The Our Mutual Friend Reading Project

Being Bella: Adventures in the Dickensian ‘Twittersphere’

Author: Beatrice Bazell (Birkbeck, University of London)

  • Being Bella: Adventures in the Dickensian ‘Twittersphere’

    The Our Mutual Friend Reading Project

    Being Bella: Adventures in the Dickensian ‘Twittersphere’



This short piece reflects on the pleasure and poignancy of masquerading as Bella Wilfer in the digital realm.

How to Cite:

Bazell, B., (2015) “Being Bella: Adventures in the Dickensian ‘Twittersphere’”, 19: Interdisciplinary Studies in the Long Nineteenth Century 2015(21). doi:




Published on
09 Dec 2015
Peer Reviewed

To anyone considering the idea, I can highly recommend a two-year Twitter masquerade as Bella Wilfer (@OMF_Bella). She’s a character who can bewitch and madden in equal measure, brimming with energy, which meant that her digital experiences had to be as rich and varied as her life in literature.
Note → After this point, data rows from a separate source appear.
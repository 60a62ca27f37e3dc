//! config.rs - Engine configuration
//!
//! Defaults mirror the providers' documented limits. `from_env` overlays
//! `ARB_*` environment variables on top of the defaults.

use rust_decimal::Decimal;
use std::env;
use std::str::FromStr;
use std::time::Duration;

use crate::error::ConfigError;

/// Most tokens the on-chain aggregator accepts in one price call
pub const MAX_PROVIDER_BATCH_SIZE: usize = 20;

/// Connection settings for one external provider
#[derive(Debug, Clone)]
pub struct ProviderConfig {
    pub name: String,
    pub base_url: String,
    pub api_key: Option<String>,
    pub passphrase: Option<String>,
    /// Minimum spacing between two dispatches to this provider
    pub min_interval: Duration,
    /// Hard deadline for a single call
    pub request_timeout: Duration,
}

/// Adaptive behaviour of each provider's rate limiter
#[derive(Debug, Clone)]
pub struct LimiterConfig {
    /// Consecutive failures tolerated before the interval starts doubling
    pub failure_threshold: u32,
    /// Extra delay inserted before the next slot after a 429
    pub rate_limit_penalty: Duration,
    /// Ceiling for the doubled interval
    pub max_interval: Duration,
}

#[derive(Debug, Clone)]
pub struct CacheTtls {
    pub single_price: Duration,
    pub batch_price: Duration,
    pub token_list: Duration,
    pub chain_list: Duration,
    pub cex_tickers: Duration,
}

#[derive(Debug, Clone)]
pub struct BatchConfig {
    pub max_batch_size: usize,
    /// Total attempts per call, first try included
    pub max_attempts: u32,
    pub base_backoff: Duration,
}

/// The one place spread and risk thresholds live, all in percent.
#[derive(Debug, Clone, PartialEq)]
pub struct SpreadThresholds {
    pub min_spread_percent: Decimal,
    pub low_risk_max_percent: Decimal,
    pub medium_risk_max_percent: Decimal,
}

#[derive(Debug, Clone)]
pub struct OrchestratorConfig {
    /// How many tokens from the head of a chain's list get priced
    pub max_priced_tokens: usize,
    pub default_chain: String,
}

#[derive(Debug, Clone)]
pub struct EngineConfig {
    pub dex: ProviderConfig,
    pub cex: ProviderConfig,
    pub limiter: LimiterConfig,
    pub cache: CacheTtls,
    pub batch: BatchConfig,
    pub thresholds: SpreadThresholds,
    pub orchestrator: OrchestratorConfig,
    /// Run against in-memory mock feeds instead of the network
    pub demo_mode: bool,
    pub scan_interval: Duration,
}

impl Default for LimiterConfig {
    fn default() -> Self {
        LimiterConfig {
            failure_threshold: 3,
            rate_limit_penalty: Duration::from_secs(5),
            max_interval: Duration::from_secs(10),
        }
    }
}

impl Default for CacheTtls {
    fn default() -> Self {
        CacheTtls {
            single_price: Duration::from_secs(60),
            batch_price: Duration::from_secs(120),
            token_list: Duration::from_secs(30 * 60),
            chain_list: Duration::from_secs(60 * 60),
            cex_tickers: Duration::from_secs(15),
        }
    }
}

impl Default for BatchConfig {
    fn default() -> Self {
        BatchConfig {
            max_batch_size: MAX_PROVIDER_BATCH_SIZE,
            max_attempts: 3,
            base_backoff: Duration::from_millis(500),
        }
    }
}

impl Default for SpreadThresholds {
    fn default() -> Self {
        SpreadThresholds {
            min_spread_percent: Decimal::new(5, 1),
            low_risk_max_percent: Decimal::ONE,
            medium_risk_max_percent: Decimal::TWO,
        }
    }
}

impl Default for OrchestratorConfig {
    fn default() -> Self {
        OrchestratorConfig {
            max_priced_tokens: 20,
            default_chain: "1".to_string(),
        }
    }
}

impl Default for EngineConfig {
    fn default() -> Self {
        EngineConfig {
            dex: ProviderConfig {
                name: "okx-dex".to_string(),
                base_url: "https://web3.okx.com".to_string(),
                api_key: None,
                passphrase: None,
                min_interval: Duration::from_millis(1000),
                request_timeout: Duration::from_secs(30),
            },
            cex: ProviderConfig {
                name: "okx-cex".to_string(),
                base_url: "https://www.okx.com".to_string(),
                api_key: None,
                passphrase: None,
                min_interval: Duration::from_millis(100),
                request_timeout: Duration::from_secs(30),
            },
            limiter: LimiterConfig::default(),
            cache: CacheTtls::default(),
            batch: BatchConfig::default(),
            thresholds: SpreadThresholds::default(),
            orchestrator: OrchestratorConfig::default(),
            demo_mode: false,
            scan_interval: Duration::from_secs(30),
        }
    }
}

impl EngineConfig {
    /// Defaults overlaid with `ARB_*` environment variables
    pub fn from_env() -> Result<Self, ConfigError> {
        let mut config = EngineConfig::default();

        if let Some(url) = read_var("ARB_DEX_BASE_URL") {
            config.dex.base_url = url;
        }
        config.dex.api_key = read_var("ARB_DEX_API_KEY");
        config.dex.passphrase = read_var("ARB_DEX_PASSPHRASE");
        if let Some(ms) = parse_var::<u64>("ARB_DEX_MIN_INTERVAL_MS")? {
            config.dex.min_interval = Duration::from_millis(ms);
        }
        if let Some(url) = read_var("ARB_CEX_BASE_URL") {
            config.cex.base_url = url;
        }
        if let Some(ms) = parse_var::<u64>("ARB_CEX_MIN_INTERVAL_MS")? {
            config.cex.min_interval = Duration::from_millis(ms);
        }
        if let Some(secs) = parse_var::<u64>("ARB_REQUEST_TIMEOUT_SECS")? {
            config.dex.request_timeout = Duration::from_secs(secs);
            config.cex.request_timeout = Duration::from_secs(secs);
        }
        if let Some(size) = parse_var::<usize>("ARB_MAX_BATCH_SIZE")? {
            config.batch.max_batch_size = size;
        }
        if let Some(attempts) = parse_var::<u32>("ARB_MAX_ATTEMPTS")? {
            config.batch.max_attempts = attempts;
        }
        if let Some(pct) = parse_var::<Decimal>("ARB_MIN_SPREAD_PERCENT")? {
            config.thresholds.min_spread_percent = pct;
        }
        if let Some(count) = parse_var::<usize>("ARB_MAX_PRICED_TOKENS")? {
            config.orchestrator.max_priced_tokens = count;
        }
        if let Some(chain) = read_var("ARB_DEFAULT_CHAIN") {
            config.orchestrator.default_chain = chain;
        }
        if let Some(secs) = parse_var::<u64>("ARB_SCAN_INTERVAL_SECS")? {
            config.scan_interval = Duration::from_secs(secs);
        }
        if let Some(demo) = parse_var::<bool>("ARB_DEMO")? {
            config.demo_mode = demo;
        }

        config.validate()?;
        Ok(config)
    }

    /// Reject configurations the engine cannot run with
    pub fn validate(&self) -> Result<(), ConfigError> {
        if self.batch.max_batch_size == 0 {
            return Err(invalid("max_batch_size", "must be at least 1"));
        }
        if self.batch.max_batch_size > MAX_PROVIDER_BATCH_SIZE {
            return Err(invalid(
                "max_batch_size",
                &format!("provider accepts at most {} tokens per call", MAX_PROVIDER_BATCH_SIZE),
            ));
        }
        if self.batch.max_attempts == 0 {
            return Err(invalid("max_attempts", "must be at least 1"));
        }
        if self.orchestrator.max_priced_tokens == 0 {
            return Err(invalid("max_priced_tokens", "must be at least 1"));
        }

        let t = &self.thresholds;
        if t.min_spread_percent < Decimal::ZERO {
            return Err(invalid("min_spread_percent", "must not be negative"));
        }
        if t.low_risk_max_percent > t.medium_risk_max_percent {
            return Err(invalid(
                "low_risk_max_percent",
                "must not exceed medium_risk_max_percent",
            ));
        }

        if !self.demo_mode {
            if self.dex.api_key.is_none() {
                return Err(ConfigError::MissingCredential("ARB_DEX_API_KEY"));
            }
            if self.dex.passphrase.is_none() {
                return Err(ConfigError::MissingCredential("ARB_DEX_PASSPHRASE"));
            }
        }

        Ok(())
    }
}

fn read_var(key: &str) -> Option<String> {
    env::var(key).ok().filter(|v| !v.trim().is_empty())
}

fn parse_var<T: FromStr>(key: &str) -> Result<Option<T>, ConfigError>
where
    T::Err: std::fmt::Display,
{
    match read_var(key) {
        Some(raw) => raw
            .trim()
            .parse::<T>()
            .map(Some)
            .map_err(|e| invalid(key, &e.to_string())),
        None => Ok(None),
    }
}

fn invalid(key: &str, reason: &str) -> ConfigError {
    ConfigError::Invalid {
        key: key.to_string(),
        reason: reason.to_string(),
    }
}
My Bella tweets in ‘real’ 1860s time, and as a young woman maturing under the public eye, Twitter is her natural habitat. Nowhere else can you find such a high concentration of teenagers performing an identity, be it ‘worldly girl’ or ‘young matron’. Like them she is hungry for understanding and appreciation, glorying in status symbols, but thirsts for human connection too. In my — entirely biased — opinion, she’s endowed with some of the pithiest, wittiest, and most memorable lines in the novel. As a result, the bulk of my contribution to the project was made up of verbatim tweeted quotations from Bella’s conversations with other characters, and ideas from her internal monologue. I envisaged my feed as a sort of social media appendix to the novel, which was designed to reward the reader of each instalment who delighted in Bella’s antics and her sheer enthusiasm for her world.

As Bella observes on the day of her wedding, it all began with a ‘detestable bonnet’1 — the implement with which she beat her father in the park, attracting old John Harmon’s interest and making her the subject of his most interesting will — and I’ve given her interest in fashion full rein, wherever the machinations of the plot aren’t all-consuming. As the Twitter project began I was in the midst of researching 1850s and 1860s fashion for a chapter of my thesis; what a godsend Bella’s 1864 accession to wealth was! Extant fashion from the era is overwhelmingly made up of pieces from the wardrobes of the well-off and well-socialized, and while the Bella of Holloway would have remodelled her 1850s gowns as best she could, her abrupt ascent into polite (vulgar) company must have meant that she could gorge herself on a diet of fashion-plate fantasy (Figs. 1, 2). During her time with the Boffins I clothed her in a fictional wardrobe of pieces so ostentatious that they would have caused even Cecil Beaton to demur. Whenever browsing fashion plates and photographs of the era my mind would turn to Hippolyte Taine’s 1872 protest that the colour saturation and profusion of trimming on an Englishwoman’s dress could leave no doubt that there was ‘something peculiar in the condition of the English retina’.2 Such hyper-fashionable clothing represents the sense of freedom which Bella’s newfound wealth brings her, but also its spurious value and transitory beauty; her characteristic playfulness suffers from being surrounded by so much luxury.

Fig. 1
Fig. 1

Hat, c. 1865, silk, linen, and straw, Brooklyn Museum Costume Collection. © Metropolitan Museum of Art <>.

Fig. 2
Fig. 2

‘The Fashions’, 1864, hand-coloured lithograph, Englishwoman’s Domestic Magazine. © Victoria and Albert Museum, London <>.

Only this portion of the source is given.